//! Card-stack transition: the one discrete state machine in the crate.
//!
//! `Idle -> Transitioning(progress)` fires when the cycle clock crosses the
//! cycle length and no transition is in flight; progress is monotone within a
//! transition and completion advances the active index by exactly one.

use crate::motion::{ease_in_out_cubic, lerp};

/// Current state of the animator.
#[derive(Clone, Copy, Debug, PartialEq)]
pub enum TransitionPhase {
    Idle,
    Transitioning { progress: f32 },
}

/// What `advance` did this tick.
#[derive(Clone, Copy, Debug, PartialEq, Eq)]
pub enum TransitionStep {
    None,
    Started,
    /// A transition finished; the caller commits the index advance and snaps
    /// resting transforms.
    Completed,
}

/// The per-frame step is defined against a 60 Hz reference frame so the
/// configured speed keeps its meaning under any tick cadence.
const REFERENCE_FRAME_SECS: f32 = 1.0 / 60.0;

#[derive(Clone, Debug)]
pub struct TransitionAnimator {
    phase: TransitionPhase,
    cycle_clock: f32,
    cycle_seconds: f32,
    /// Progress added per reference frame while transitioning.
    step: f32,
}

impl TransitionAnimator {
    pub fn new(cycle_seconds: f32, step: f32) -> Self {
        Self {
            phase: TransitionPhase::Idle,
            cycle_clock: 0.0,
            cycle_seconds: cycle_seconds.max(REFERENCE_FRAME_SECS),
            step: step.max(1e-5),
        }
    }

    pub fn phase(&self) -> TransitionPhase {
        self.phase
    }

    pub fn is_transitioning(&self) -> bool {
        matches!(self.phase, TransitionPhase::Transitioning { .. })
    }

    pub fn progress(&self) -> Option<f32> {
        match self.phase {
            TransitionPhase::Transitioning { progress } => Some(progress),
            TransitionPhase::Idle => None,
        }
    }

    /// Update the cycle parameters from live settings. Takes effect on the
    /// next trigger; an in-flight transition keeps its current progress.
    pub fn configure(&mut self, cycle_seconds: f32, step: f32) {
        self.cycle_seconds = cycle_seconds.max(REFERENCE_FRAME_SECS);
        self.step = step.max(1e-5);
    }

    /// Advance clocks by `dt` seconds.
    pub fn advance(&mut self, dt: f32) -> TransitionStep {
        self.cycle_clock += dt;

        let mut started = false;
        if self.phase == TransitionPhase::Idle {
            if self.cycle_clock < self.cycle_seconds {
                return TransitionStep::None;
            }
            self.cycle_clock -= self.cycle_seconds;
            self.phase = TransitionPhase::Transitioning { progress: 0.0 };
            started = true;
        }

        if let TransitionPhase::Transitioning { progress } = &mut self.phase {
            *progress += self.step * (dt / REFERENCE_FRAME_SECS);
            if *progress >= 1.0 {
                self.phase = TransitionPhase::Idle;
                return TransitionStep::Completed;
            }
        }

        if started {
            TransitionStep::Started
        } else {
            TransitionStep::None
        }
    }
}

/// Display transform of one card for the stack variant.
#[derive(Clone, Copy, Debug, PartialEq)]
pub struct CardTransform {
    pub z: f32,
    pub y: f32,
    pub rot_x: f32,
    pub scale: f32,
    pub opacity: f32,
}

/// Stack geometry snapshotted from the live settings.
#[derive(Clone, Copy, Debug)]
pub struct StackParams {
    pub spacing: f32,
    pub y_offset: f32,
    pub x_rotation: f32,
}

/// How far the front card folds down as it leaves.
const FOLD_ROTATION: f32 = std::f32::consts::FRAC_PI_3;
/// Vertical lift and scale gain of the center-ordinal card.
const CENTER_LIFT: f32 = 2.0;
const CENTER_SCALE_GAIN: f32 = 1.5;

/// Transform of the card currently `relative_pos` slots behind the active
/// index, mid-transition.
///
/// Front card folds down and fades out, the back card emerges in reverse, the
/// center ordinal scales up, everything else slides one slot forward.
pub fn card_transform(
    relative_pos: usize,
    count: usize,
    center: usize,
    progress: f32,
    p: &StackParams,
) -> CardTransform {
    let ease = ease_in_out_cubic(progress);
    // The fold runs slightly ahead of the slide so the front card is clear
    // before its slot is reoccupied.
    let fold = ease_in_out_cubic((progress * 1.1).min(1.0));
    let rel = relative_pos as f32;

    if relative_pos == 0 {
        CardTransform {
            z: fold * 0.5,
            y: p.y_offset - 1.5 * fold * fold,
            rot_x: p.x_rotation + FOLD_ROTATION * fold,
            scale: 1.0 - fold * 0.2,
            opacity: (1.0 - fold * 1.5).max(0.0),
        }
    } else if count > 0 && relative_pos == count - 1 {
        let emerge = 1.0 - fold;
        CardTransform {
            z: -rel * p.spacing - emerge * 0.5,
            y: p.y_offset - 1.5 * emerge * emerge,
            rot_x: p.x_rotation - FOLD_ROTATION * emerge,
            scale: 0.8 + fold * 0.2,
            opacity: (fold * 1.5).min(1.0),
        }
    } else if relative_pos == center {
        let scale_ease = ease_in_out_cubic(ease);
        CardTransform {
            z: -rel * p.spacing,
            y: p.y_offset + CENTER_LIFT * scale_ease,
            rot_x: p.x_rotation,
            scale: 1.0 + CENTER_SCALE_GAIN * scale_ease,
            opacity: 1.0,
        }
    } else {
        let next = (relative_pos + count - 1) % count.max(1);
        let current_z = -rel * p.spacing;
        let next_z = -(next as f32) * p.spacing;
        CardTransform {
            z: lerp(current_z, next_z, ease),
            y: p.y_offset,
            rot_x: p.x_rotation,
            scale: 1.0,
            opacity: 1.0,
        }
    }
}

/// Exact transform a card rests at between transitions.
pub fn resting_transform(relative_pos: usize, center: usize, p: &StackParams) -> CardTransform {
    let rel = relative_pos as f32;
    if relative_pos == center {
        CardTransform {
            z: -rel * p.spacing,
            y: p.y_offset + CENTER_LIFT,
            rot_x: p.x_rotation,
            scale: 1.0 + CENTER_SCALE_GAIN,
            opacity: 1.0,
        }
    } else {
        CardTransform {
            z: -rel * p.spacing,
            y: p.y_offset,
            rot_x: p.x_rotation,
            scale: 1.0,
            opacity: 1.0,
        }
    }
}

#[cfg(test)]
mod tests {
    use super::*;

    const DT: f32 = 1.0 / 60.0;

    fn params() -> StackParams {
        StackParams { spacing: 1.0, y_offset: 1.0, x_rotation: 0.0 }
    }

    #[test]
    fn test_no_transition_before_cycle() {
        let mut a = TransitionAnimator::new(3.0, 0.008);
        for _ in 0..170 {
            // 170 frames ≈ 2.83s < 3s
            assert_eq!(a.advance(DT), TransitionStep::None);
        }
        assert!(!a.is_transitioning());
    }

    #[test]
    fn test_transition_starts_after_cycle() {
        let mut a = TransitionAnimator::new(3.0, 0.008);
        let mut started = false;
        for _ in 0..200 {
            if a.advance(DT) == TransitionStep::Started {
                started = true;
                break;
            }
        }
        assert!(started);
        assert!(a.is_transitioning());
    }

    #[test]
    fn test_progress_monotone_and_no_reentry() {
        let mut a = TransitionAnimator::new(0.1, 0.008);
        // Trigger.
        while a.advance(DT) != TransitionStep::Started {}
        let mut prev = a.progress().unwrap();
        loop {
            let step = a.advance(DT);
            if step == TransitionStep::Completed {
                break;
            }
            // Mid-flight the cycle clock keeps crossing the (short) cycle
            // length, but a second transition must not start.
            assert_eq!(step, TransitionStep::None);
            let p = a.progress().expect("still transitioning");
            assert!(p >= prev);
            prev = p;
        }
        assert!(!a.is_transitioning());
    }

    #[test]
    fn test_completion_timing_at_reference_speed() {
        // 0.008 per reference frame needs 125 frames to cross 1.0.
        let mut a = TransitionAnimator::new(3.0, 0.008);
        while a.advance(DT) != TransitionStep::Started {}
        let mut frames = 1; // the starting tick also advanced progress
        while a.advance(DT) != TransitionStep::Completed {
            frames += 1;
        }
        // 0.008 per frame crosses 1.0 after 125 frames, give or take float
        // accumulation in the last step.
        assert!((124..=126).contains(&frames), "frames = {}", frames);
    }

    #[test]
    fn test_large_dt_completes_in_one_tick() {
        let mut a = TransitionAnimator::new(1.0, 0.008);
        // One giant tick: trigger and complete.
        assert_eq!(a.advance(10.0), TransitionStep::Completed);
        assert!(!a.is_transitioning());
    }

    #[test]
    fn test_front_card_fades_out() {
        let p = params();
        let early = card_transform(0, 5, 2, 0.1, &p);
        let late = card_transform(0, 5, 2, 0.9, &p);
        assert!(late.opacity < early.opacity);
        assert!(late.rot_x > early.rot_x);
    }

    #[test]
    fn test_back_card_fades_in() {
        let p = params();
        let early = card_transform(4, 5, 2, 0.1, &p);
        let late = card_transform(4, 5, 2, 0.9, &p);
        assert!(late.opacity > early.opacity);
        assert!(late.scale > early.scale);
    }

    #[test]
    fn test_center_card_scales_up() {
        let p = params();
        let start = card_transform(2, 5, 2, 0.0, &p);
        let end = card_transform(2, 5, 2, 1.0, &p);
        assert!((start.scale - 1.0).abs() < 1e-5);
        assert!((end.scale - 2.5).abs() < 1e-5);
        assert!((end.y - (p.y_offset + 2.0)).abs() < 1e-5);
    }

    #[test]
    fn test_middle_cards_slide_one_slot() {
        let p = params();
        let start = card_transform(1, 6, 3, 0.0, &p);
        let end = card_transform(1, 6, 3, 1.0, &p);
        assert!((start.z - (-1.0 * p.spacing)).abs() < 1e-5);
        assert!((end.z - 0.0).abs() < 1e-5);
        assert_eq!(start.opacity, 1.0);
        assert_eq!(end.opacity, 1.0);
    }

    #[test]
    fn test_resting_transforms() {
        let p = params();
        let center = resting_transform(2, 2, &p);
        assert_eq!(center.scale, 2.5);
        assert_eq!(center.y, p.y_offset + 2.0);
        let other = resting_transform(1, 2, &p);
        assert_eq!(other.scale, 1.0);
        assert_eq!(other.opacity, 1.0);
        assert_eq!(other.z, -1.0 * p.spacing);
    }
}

########################################

Tell how many lines in the entries above include the string "index", and write nothing but the number.

__Solution__
3